As mentioned above, the concatemer MAS-Seq approach for IsoSeq full length RNA sequencing, increasing the number of full length transcripts sequenced by about 15-fold, is now an official kit supporting single cell libraries made on the 10X Genomics Chromium. In brief, this uses amplification with uracil-containing primers and USER digestion to create specific sticky ends to drive the 15-fold concatemerization reaction, enabling more IsoSeq payloads to be sequenced per ZMW.
A new software tool for genome-wide tandem repeat genotyping, TRGT (along with a visualization tool TRVZ), has been released on Github. TRGT/TRVZ is intended not only to type repeats, but to cross-reference that information with methylation calls to detect repeat-expansion associated changes in methylation.
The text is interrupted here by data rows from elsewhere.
//! In-memory sockets for unit-testing the workers without real transports.

use std::collections::HashMap;
use std::sync::atomic::{AtomicBool, Ordering};
use std::sync::mpsc::{Receiver, RecvTimeoutError, Sender, channel};
use std::sync::{Arc, Mutex};
use std::time::Duration;

use detectmate_config::Address;

use super::listener::lock_unpoisoned;
use super::{
    DialOptions, EngineSocketFactory, ManagerSocketFactory, MessageSocket, SocketError,
};

/// One half of an in-memory duplex socket pair.
pub(crate) struct ChannelSocket {
    tx: Mutex<Option<Sender<Vec<u8>>>>,
    rx: Mutex<Receiver<Vec<u8>>>,
    closed: AtomicBool,
    recv_timeout: Mutex<Duration>,
}

pub(crate) fn channel_pair() -> (Arc<ChannelSocket>, Arc<ChannelSocket>) {
    let (tx_a, rx_b) = channel();
    let (tx_b, rx_a) = channel();
    let make = |tx, rx| {
        Arc::new(ChannelSocket {
            tx: Mutex::new(Some(tx)),
            rx: Mutex::new(rx),
            closed: AtomicBool::new(false),
            recv_timeout: Mutex::new(Duration::from_millis(100)),
        })
    };
    (make(tx_a, rx_a), make(tx_b, rx_b))
}

impl MessageSocket for ChannelSocket {
    fn recv(&self) -> Result<Vec<u8>, SocketError> {
        if self.closed.load(Ordering::SeqCst) {
            return Err(SocketError::Closed);
        }
        let timeout = *lock_unpoisoned(&self.recv_timeout);
        let receiver = lock_unpoisoned(&self.rx);
        match receiver.recv_timeout(timeout) {
            Ok(payload) => Ok(payload),
            Err(RecvTimeoutError::Timeout) => {
                if self.closed.load(Ordering::SeqCst) {
                    Err(SocketError::Closed)
                } else {
                    Err(SocketError::Timeout)
                }
            }
            Err(RecvTimeoutError::Disconnected) => Err(SocketError::Closed),
        }
    }

    fn send(&self, payload: &[u8]) -> Result<(), SocketError> {
        if self.closed.load(Ordering::SeqCst) {
            return Err(SocketError::Closed);
        }
        let sender = lock_unpoisoned(&self.tx);
        match sender.as_ref() {
            Some(sender) => sender
                .send(payload.to_vec())
                .map_err(|_| SocketError::Closed),
            None => Err(SocketError::Closed),
        }
    }

    fn close(&self) -> Result<(), SocketError> {
        self.closed.store(true, Ordering::SeqCst);
        lock_unpoisoned(&self.tx).take();
        Ok(())
    }

    fn set_recv_timeout(&self, timeout: Duration) {
        *lock_unpoisoned(&self.recv_timeout) = timeout;
    }
}

/// Factory handing out pre-built channel sockets, keyed by address.
///
/// Each `expect(addr)` registers the service-side socket returned for that
/// address and hands back the client half for the test to drive.
#[derive(Default)]
pub(crate) struct ChannelSocketFactory {
    sockets: Mutex<HashMap<String, Arc<ChannelSocket>>>,
}

impl ChannelSocketFactory {
    pub(crate) fn new() -> Self {
        Self::default()
    }

    pub(crate) fn expect(&self, addr: &Address) -> Arc<ChannelSocket> {
        let (service_half, client_half) = channel_pair();
        lock_unpoisoned(&self.sockets).insert(addr.to_string(), service_half);
        client_half
    }

    fn take(&self, addr: &Address) -> Result<Arc<dyn MessageSocket>, SocketError> {
        lock_unpoisoned(&self.sockets)
            .remove(&addr.to_string())
            .map(|socket| socket as Arc<dyn MessageSocket>)
            .ok_or_else(|| SocketError::Bind {
                endpoint: addr.to_string(),
                source: std::io::Error::new(
                    std::io::ErrorKind::AddrNotAvailable,
                    "no channel registered for address",
                ),
            })
    }
}

impl ManagerSocketFactory for ChannelSocketFactory {
    fn create(&self, addr: &Address) -> Result<Arc<dyn MessageSocket>, SocketError> {
        self.take(addr)
    }
}

impl EngineSocketFactory for ChannelSocketFactory {
    fn bind(&self, addr: &Address) -> Result<Arc<dyn MessageSocket>, SocketError> {
        self.take(addr)
    }

    fn connect(
        &self,
        addr: &Address,
        _options: DialOptions,
    ) -> Result<Arc<dyn MessageSocket>, SocketError> {
        self.take(addr)
    }
}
Onso, PacBio’s Short Read Platform, On Target for 2023H1
My conversation with Mark Van Oene, PacBio COO, also covered the PacBio benchtop short read platform - now named Onso. PacBio is still planning to launch in first half of next year, with order taking to being in the first quarter. Three beta sites were announced for Onso: The Broad Institue, Corteva Agriscience and Weill Cornell Medicine. Instruments will list for $259K. Onso is expected to deliver about 500 million 2x150 reads in less than 48 hours, with a 1x200 kit also available at launch. PacBio is considering other read formats; I briefly lobbied for something in the 2x300 range - I have some scientific partners who would love to have higher throughput than MiSeq in that range. Onso will launch with “a variety of library kits”, presumably covering the most popular applications. A conversion kit will enable using a small number of PCR cycles to adapt Illumina libraries.
PacBio is emphasizing Onso’s quality. Currently over 90% of the called bases are Q40 or better, and in many library preps Q50 bases outnumber Q40. PacBio hypothesizes that because the sequencing chemistry itself has such high accuracy that errors are starting to be dominated by ones introduced by library prep or amplification errors. With such high accuracy, it is their belief that coverage requirements for many applications can be shrunk.